Transmitted culture can also be used to bridge the gap between the two even more, because it uses a trial and error based approach that shows how humans are constantly learning, and that they use social learning to influence individual choices. This is seen best in how the more superficial aspects of culture still are intertwined with nature and genetic variation. For example, there are beauty standards intertwined into the culture because they are associated with better survival rates, yet they also serve personal interests which allows for individual breeding pairs to understand how they fit into society. By learning from each other, nature becomes more intertwined with culture since they reinforce each other.

Sandra Harding critiqued dominant science as "posit[ing] as necessary, and/or as facts, a set of dualisms—culture vs. nature; rational mind vs. prerational body and irrational emotions and values; objectivity vs. subjectivity; public vs. private—and then links men and masculinity to the former and women and femininity to the latter in each dichotomy". Instead, they argue for a more holistic approach to knowledge-seeking which recognizes that every attempt at objectivity is bound up in the social, historical, and political subjectivity of the knowledge producer.

== Real-World Examples ==

=== National Parks ===
There is a historical belief that wilderness must not only be tamed to be protected but that humans also need to be outside of it. In fact, there have been instances where the removal of people from an area has actually increased illegal activities and negative environmental effects. National parks may not be particularly known as places of increased violence, but they do perpetuate the idea of humans being removed from nature to protect it. They also create a symbol of power for humans over nature, as these sites have become tourist attractions. Ecotourism, even with environmentally friendly practices in effect, still represents a commodification of nature.

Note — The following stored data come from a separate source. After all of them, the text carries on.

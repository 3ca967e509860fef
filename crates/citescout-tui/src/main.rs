use std::io;
use std::sync::Arc;
use std::time::Duration;

use clap::Parser;
use ratatui::crossterm::event;
use ratatui::crossterm::execute;
use ratatui::crossterm::terminal::{
    disable_raw_mode, enable_raw_mode, EnterAlternateScreen, LeaveAlternateScreen,
};
use ratatui::prelude::CrosstermBackend;
use ratatui::Terminal;
use tokio::sync::mpsc;
use tokio_util::sync::CancellationToken;

use citescout_core::SearchClient;

mod action;
mod app;
mod config_file;
mod export;
mod input;
mod persistence;
mod theme;
mod tui_event;
mod view;

use app::App;
use tui_event::{BackendCommand, BackendEvent};

const DEFAULT_BASE_URL: &str = "http://localhost:8000";
const DEFAULT_TIMEOUT_SECS: u64 = 10;

/// Citescout — scholarly search with a persistent citation collection.
#[derive(Parser, Debug)]
#[command(version, about, long_about = None)]
struct Args {
    /// Base URL of the search service
    #[arg(long)]
    base_url: Option<String>,

    /// Request timeout in seconds
    #[arg(long)]
    timeout_secs: Option<u64>,

    /// Color theme: hacker (default) or modern
    #[arg(long)]
    theme: Option<String>,
}

#[tokio::main]
async fn main() -> anyhow::Result<()> {
    dotenvy::dotenv().ok();
    let args = Args::parse();
    let file_config = config_file::load_config();

    // Resolve config from CLI flags > env vars > config file > defaults
    let base_url = args
        .base_url
        .or_else(|| std::env::var("CITESCOUT_BASE_URL").ok())
        .or_else(|| file_config.base_url())
        .unwrap_or_else(|| DEFAULT_BASE_URL.to_string());
    let timeout_secs = args
        .timeout_secs
        .or_else(|| {
            std::env::var("CITESCOUT_TIMEOUT")
                .ok()
                .and_then(|v| v.parse().ok())
        })
        .or_else(|| file_config.timeout_secs())
        .unwrap_or(DEFAULT_TIMEOUT_SECS);
    let theme_name = args
        .theme
        .or_else(|| file_config.theme())
        .unwrap_or_else(|| "hacker".to_string());
    let theme = match theme_name.as_str() {
        "modern" => theme::Theme::modern(),
        _ => theme::Theme::hacker(),
    };

    // The terminal is owned by the UI, so tracing goes to a file.
    let _log_guard = init_logging();

    // Batched session read, before the terminal takes over.
    let store = persistence::SessionStore::open_default();
    let session = store.load_session();

    let client = Arc::new(SearchClient::new(
        base_url,
        Duration::from_secs(timeout_secs),
    ));

    // Initialize terminal
    enable_raw_mode()?;
    let mut stdout = io::stdout();
    execute!(stdout, EnterAlternateScreen)?;

    // Install panic hook that restores terminal before printing panic
    let original_hook = std::panic::take_hook();
    std::panic::set_hook(Box::new(move |panic_info| {
        let _ = disable_raw_mode();
        let _ = execute!(io::stdout(), LeaveAlternateScreen);
        original_hook(panic_info);
    }));

    let backend_terminal = CrosstermBackend::new(stdout);
    let mut terminal = Terminal::new(backend_terminal)?;

    // Drain any stray input events (e.g. Enter keypress from launching the command)
    while event::poll(Duration::from_millis(50)).unwrap_or(false) {
        let _ = event::read();
    }

    let mut app = App::new(theme, store, export::default_dir());
    // Restoration renders the stored query, mode and results directly; it
    // never re-fetches and never writes back to the store.
    app.restore(session);

    let (event_tx, mut event_rx) = mpsc::unbounded_channel();
    let (cmd_tx, mut cmd_rx) = mpsc::unbounded_channel::<BackendCommand>();
    let cancel = CancellationToken::new();

    app.backend_cmd_tx = Some(cmd_tx);

    // Backend listener: one spawned fetch per search command. In-flight
    // requests are never cancelled; the app discards stale responses by seq.
    let event_tx_for_backend = event_tx.clone();
    let client_for_backend = client.clone();
    let cancel_for_backend = cancel.clone();
    tokio::spawn(async move {
        loop {
            tokio::select! {
                _ = cancel_for_backend.cancelled() => break,
                maybe_cmd = cmd_rx.recv() => {
                    let Some(cmd) = maybe_cmd else { break };
                    match cmd {
                        BackendCommand::Search { seq, mode, query } => {
                            let client = client_for_backend.clone();
                            let tx = event_tx_for_backend.clone();
                            tokio::spawn(async move {
                                let outcome = client.query(mode, &query).await;
                                let _ = tx.send(BackendEvent::SearchFinished {
                                    seq,
                                    mode,
                                    query,
                                    outcome,
                                });
                            });
                        }
                    }
                }
            }
        }
    });

    // Also handle Ctrl+C at the OS level for clean shutdown
    let cancel_for_signal = cancel.clone();
    tokio::spawn(async move {
        if tokio::signal::ctrl_c().await.is_ok() {
            cancel_for_signal.cancel();
        }
    });

    // Main event loop
    let tick_rate = Duration::from_millis(100);

    loop {
        // Draw
        terminal.draw(|f| app.view(f))?;

        tokio::select! {
            // Backend events (non-blocking drain)
            maybe_event = event_rx.recv() => {
                if let Some(backend_event) = maybe_event {
                    app.handle_backend_event(backend_event);
                    // Drain any additional queued backend events
                    while let Ok(evt) = event_rx.try_recv() {
                        app.handle_backend_event(evt);
                    }
                }
            }
            // Terminal input events
            _ = async {
                if event::poll(tick_rate).unwrap_or(false) {
                    if let Ok(evt) = event::read() {
                        let action = input::map_event(&evt, &app.input_mode);
                        if app.update(action) {
                            // Quit requested
                        }
                    }
                }
            } => {}
        }

        // Process tick
        app.update(action::Action::Tick);

        if app.should_quit || cancel.is_cancelled() {
            cancel.cancel();
            break;
        }
    }

    // Restore terminal
    disable_raw_mode()?;
    execute!(terminal.backend_mut(), LeaveAlternateScreen)?;

    Ok(())
}

/// Route tracing to `<data_dir>/citescout/logs/`, one file per day. Returns
/// the writer guard that must stay alive for the process lifetime.
fn init_logging() -> Option<tracing_appender::non_blocking::WorkerGuard> {
    let dir = dirs::data_dir()?.join("citescout").join("logs");
    std::fs::create_dir_all(&dir).ok()?;
    let appender = tracing_appender::rolling::daily(dir, "citescout.log");
    let (writer, guard) = tracing_appender::non_blocking(appender);
    tracing_subscriber::fmt()
        .with_env_filter(
            tracing_subscriber::EnvFilter::try_from_default_env()
                .unwrap_or_else(|_| tracing_subscriber::EnvFilter::new("info")),
        )
        .with_writer(writer)
        .with_ansi(false)
        .init();
    Some(guard)
}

Another example can be seen in "the great frontier." The American frontier became the nation's most sacred myth of origin. Yet the lands protected as monuments to the American past were constructed as pristine and uninhabited by removing the people that lived and survived on those lands. Some authors have come to describe this type of conservation as conservation-far, where humans and nature are kept separate. The other end of the conservation spectrum then, would be conservation-near, which would mimic native ecological practices of humans integrated into the care of nature.